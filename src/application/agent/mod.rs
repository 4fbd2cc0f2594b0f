mod decision;
mod errors;
mod invoker;
mod parser;
mod reflection;
mod registry;
mod runner;


pub use decision::Decision;
pub use errors::AgentError;
pub use registry::ToolRegistry;
pub use runner::{Agent, AgentOptions, TurnOutcome};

----------------------------------------

| Work request |
The response should contain each record above, retyped exactly.

| Output below |
filename src/application/agent/mod.rs
repository 4fbd2cc0f2594b0f
mod decision;
mod errors;
mod invoker;
mod parser;
mod reflection;
mod registry;
mod runner;


pub use decision::Decision;
pub use errors::AgentError;
pub use registry::ToolRegistry;
pub use runner::{Agent, AgentOptions, TurnOutcome};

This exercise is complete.